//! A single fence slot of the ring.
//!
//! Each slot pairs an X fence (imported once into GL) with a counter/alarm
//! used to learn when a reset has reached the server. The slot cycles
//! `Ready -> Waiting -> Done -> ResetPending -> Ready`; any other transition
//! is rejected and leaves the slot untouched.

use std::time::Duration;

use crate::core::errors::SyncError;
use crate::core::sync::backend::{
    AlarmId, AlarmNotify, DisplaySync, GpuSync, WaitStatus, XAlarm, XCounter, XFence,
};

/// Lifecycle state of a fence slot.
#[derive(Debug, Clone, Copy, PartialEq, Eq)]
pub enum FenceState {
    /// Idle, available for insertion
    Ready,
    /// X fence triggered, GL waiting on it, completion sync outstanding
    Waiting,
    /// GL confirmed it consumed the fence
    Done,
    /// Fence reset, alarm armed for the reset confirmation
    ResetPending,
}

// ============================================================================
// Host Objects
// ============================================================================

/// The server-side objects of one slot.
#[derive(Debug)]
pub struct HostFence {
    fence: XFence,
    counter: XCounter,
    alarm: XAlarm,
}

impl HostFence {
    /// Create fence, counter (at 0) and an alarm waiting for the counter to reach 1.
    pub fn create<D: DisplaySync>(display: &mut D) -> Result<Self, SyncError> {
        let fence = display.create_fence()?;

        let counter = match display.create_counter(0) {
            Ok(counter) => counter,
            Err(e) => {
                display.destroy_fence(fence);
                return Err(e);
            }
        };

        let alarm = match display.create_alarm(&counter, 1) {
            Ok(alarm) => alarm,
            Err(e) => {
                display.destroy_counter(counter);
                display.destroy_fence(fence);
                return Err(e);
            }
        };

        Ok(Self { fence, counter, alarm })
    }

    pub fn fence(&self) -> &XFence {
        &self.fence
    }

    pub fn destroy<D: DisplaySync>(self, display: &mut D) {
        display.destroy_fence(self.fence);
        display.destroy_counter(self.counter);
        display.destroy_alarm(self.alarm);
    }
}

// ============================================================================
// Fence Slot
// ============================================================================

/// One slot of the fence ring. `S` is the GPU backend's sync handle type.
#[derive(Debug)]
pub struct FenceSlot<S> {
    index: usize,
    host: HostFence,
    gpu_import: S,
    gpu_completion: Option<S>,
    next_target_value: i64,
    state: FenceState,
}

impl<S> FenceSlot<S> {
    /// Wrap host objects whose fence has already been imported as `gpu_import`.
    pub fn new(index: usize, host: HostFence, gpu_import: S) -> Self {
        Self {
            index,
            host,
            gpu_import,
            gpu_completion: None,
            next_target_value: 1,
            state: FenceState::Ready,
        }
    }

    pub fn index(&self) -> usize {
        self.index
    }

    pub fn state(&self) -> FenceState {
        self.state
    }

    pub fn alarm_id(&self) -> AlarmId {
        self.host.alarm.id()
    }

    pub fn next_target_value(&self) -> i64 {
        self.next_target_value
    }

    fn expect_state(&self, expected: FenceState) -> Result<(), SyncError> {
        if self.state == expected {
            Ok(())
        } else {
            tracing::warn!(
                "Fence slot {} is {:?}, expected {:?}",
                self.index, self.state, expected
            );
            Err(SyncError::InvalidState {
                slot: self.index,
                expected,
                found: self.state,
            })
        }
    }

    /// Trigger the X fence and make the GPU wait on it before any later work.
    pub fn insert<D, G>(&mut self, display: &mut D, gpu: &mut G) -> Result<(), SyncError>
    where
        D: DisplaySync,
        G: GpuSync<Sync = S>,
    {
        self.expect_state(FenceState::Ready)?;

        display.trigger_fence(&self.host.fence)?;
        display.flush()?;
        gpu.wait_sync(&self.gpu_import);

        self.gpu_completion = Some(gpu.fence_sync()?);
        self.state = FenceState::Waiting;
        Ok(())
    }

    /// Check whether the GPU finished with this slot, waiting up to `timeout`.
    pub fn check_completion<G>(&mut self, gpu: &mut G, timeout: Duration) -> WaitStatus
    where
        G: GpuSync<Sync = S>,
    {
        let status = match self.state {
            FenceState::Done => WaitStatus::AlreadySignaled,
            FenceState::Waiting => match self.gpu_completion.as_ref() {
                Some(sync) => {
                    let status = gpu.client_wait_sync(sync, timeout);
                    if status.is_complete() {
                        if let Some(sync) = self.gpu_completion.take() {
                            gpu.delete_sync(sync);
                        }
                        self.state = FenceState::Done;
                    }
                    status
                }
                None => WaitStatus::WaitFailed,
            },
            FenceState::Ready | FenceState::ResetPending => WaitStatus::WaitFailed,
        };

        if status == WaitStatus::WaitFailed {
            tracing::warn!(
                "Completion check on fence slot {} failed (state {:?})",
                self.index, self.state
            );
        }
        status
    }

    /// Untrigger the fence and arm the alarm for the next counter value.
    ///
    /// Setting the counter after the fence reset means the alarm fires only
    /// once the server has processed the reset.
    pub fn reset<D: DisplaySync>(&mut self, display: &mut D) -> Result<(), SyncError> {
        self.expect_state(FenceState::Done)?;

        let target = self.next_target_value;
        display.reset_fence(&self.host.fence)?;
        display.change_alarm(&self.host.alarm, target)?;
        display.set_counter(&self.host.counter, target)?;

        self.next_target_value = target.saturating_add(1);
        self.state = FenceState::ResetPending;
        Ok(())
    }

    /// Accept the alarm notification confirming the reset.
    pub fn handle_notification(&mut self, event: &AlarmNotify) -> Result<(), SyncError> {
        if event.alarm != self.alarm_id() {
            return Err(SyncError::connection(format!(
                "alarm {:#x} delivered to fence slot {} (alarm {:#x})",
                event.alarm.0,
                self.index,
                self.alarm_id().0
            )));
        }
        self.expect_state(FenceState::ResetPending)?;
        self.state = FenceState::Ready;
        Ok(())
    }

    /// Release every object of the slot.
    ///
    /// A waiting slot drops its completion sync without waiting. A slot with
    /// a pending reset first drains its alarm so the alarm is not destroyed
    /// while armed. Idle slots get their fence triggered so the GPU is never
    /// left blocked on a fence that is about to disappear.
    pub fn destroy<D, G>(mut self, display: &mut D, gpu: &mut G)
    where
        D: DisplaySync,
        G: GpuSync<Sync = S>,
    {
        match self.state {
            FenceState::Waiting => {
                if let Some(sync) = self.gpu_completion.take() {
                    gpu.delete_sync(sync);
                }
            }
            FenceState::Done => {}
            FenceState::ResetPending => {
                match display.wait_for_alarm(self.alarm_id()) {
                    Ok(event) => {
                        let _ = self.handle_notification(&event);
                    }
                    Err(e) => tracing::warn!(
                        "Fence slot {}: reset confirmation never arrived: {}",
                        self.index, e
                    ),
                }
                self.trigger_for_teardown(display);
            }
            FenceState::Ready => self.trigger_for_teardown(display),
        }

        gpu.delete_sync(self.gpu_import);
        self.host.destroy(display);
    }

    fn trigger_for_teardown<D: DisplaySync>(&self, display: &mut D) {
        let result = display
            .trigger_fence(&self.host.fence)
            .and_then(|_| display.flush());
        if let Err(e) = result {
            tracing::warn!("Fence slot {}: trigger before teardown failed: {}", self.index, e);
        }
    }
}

•••••

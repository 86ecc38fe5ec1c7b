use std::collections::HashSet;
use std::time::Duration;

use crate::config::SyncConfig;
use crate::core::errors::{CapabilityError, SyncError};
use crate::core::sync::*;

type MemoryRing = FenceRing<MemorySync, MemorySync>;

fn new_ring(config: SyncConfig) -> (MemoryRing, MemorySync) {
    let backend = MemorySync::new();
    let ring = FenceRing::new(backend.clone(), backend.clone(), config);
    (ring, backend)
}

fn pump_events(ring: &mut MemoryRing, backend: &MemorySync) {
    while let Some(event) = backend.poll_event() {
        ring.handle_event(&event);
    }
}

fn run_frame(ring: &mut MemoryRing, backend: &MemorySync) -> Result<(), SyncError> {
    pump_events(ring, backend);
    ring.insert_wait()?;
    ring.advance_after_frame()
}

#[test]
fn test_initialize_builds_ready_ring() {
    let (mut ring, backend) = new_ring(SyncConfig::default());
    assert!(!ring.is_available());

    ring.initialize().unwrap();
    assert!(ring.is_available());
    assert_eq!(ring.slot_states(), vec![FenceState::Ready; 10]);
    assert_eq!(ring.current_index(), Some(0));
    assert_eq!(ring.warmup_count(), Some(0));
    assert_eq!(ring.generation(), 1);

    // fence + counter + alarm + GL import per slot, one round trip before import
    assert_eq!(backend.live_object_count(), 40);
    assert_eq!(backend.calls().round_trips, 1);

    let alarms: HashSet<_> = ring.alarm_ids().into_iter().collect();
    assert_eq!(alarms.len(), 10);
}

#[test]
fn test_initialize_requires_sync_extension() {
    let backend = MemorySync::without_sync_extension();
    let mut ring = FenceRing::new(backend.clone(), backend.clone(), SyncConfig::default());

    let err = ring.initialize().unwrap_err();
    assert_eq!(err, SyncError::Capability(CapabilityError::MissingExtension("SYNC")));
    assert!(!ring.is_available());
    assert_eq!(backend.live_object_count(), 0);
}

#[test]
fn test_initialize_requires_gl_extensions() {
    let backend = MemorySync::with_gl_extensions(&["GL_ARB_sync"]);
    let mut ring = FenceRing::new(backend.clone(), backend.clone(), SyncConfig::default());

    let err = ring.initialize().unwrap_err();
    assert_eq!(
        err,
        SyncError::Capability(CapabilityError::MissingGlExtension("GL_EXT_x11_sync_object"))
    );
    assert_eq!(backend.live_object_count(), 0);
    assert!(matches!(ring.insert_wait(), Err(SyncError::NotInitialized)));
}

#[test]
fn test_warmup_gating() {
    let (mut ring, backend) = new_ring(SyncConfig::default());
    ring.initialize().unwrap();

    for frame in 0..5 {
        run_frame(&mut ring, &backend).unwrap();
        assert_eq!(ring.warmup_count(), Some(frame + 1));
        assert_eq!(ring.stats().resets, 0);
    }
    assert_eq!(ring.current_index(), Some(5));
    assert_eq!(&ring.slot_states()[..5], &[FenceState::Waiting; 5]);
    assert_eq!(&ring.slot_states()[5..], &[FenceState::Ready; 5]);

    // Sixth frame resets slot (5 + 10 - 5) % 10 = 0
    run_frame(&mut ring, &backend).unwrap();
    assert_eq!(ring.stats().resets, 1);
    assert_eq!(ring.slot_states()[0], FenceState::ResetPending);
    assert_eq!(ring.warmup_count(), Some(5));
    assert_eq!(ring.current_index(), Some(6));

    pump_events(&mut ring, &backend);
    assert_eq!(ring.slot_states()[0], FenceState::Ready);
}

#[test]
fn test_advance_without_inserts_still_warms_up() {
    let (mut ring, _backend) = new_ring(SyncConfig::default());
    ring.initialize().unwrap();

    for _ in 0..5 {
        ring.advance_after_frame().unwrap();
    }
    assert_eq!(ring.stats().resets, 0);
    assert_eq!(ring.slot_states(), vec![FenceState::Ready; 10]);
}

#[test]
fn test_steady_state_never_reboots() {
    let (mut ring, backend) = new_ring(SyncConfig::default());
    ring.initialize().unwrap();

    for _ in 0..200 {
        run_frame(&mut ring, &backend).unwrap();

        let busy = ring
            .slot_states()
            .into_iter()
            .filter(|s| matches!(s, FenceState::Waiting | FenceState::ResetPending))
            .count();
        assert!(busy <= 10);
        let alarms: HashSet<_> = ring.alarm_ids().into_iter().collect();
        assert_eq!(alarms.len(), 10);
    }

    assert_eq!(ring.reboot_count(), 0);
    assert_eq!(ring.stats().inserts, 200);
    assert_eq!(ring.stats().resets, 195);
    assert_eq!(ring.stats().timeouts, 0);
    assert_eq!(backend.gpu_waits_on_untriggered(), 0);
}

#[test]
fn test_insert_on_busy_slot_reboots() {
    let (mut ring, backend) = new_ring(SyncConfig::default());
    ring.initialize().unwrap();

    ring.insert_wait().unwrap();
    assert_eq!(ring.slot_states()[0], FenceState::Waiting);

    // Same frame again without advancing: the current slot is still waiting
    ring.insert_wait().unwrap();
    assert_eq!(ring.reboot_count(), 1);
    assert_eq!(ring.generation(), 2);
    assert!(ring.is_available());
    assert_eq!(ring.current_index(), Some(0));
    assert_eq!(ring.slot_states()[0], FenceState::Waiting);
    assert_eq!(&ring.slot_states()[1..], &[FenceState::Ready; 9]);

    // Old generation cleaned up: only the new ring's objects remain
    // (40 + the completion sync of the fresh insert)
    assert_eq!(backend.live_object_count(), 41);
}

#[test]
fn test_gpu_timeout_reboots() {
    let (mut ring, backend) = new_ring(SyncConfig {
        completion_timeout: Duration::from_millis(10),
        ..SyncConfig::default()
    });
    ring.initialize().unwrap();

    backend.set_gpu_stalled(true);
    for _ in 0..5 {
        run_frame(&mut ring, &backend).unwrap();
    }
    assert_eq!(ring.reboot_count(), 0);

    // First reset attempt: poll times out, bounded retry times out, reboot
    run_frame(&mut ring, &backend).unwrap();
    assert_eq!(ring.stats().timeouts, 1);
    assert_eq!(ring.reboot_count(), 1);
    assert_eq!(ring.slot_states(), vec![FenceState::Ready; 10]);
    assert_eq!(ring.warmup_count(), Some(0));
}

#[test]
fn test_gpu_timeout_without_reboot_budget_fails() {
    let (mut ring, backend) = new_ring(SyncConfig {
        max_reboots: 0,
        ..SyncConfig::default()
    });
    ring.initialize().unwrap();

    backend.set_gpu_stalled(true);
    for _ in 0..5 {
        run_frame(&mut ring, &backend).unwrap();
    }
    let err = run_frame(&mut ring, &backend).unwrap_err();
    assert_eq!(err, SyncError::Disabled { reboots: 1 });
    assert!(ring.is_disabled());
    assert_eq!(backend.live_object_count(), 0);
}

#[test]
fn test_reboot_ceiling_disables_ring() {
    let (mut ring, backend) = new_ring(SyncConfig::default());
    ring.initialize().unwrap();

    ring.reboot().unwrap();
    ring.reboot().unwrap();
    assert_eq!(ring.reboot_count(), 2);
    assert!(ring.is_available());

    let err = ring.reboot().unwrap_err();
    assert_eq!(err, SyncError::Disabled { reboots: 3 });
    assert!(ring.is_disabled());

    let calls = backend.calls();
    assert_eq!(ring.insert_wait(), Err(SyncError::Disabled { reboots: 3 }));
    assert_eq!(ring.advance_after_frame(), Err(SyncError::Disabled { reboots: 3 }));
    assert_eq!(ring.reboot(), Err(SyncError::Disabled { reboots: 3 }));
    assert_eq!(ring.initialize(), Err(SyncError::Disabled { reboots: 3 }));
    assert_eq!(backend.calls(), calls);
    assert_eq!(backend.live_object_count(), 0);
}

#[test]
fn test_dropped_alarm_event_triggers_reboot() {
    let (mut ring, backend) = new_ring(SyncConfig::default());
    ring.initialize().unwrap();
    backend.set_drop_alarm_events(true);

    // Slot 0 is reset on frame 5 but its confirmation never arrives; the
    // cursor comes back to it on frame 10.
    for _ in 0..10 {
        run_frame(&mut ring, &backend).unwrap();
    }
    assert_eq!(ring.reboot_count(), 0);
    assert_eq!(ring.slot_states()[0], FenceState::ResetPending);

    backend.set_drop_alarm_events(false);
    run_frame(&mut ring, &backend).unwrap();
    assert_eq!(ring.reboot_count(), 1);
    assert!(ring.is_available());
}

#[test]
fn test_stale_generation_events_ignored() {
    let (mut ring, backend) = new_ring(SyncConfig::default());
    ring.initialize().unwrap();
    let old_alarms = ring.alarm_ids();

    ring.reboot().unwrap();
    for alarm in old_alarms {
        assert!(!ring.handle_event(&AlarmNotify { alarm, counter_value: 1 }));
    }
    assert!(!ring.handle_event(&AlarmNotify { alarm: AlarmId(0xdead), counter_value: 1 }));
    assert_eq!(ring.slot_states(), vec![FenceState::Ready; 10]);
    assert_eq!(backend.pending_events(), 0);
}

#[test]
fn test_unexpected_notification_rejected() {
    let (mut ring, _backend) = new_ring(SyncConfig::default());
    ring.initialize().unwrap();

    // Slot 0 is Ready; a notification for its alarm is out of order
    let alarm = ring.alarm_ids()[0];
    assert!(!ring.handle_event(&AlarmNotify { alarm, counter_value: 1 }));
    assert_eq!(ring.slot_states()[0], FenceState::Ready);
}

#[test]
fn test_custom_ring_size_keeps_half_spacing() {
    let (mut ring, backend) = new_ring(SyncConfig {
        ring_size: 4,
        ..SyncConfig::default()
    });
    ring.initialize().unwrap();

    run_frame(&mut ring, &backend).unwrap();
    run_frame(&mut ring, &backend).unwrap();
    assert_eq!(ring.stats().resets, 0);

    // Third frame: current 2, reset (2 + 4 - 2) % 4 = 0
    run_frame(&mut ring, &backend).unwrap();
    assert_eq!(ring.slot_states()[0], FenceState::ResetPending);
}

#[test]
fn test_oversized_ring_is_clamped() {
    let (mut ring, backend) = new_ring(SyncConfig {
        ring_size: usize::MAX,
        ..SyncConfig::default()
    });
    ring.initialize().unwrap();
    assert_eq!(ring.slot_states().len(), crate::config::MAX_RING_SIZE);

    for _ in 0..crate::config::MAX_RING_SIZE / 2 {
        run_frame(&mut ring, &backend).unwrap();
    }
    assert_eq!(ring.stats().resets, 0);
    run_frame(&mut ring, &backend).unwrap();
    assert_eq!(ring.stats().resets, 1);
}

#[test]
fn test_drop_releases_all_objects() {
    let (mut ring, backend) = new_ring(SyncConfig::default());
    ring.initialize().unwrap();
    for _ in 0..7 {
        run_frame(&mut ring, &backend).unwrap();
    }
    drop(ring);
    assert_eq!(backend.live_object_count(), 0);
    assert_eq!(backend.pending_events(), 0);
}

•••••

Problem to solve. Each line above that contains the word "armed" must be copied.

Reply.
    /// Fence reset, alarm armed for the reset confirmation
    /// while armed. Idle slots get their fence triggered so the GPU is never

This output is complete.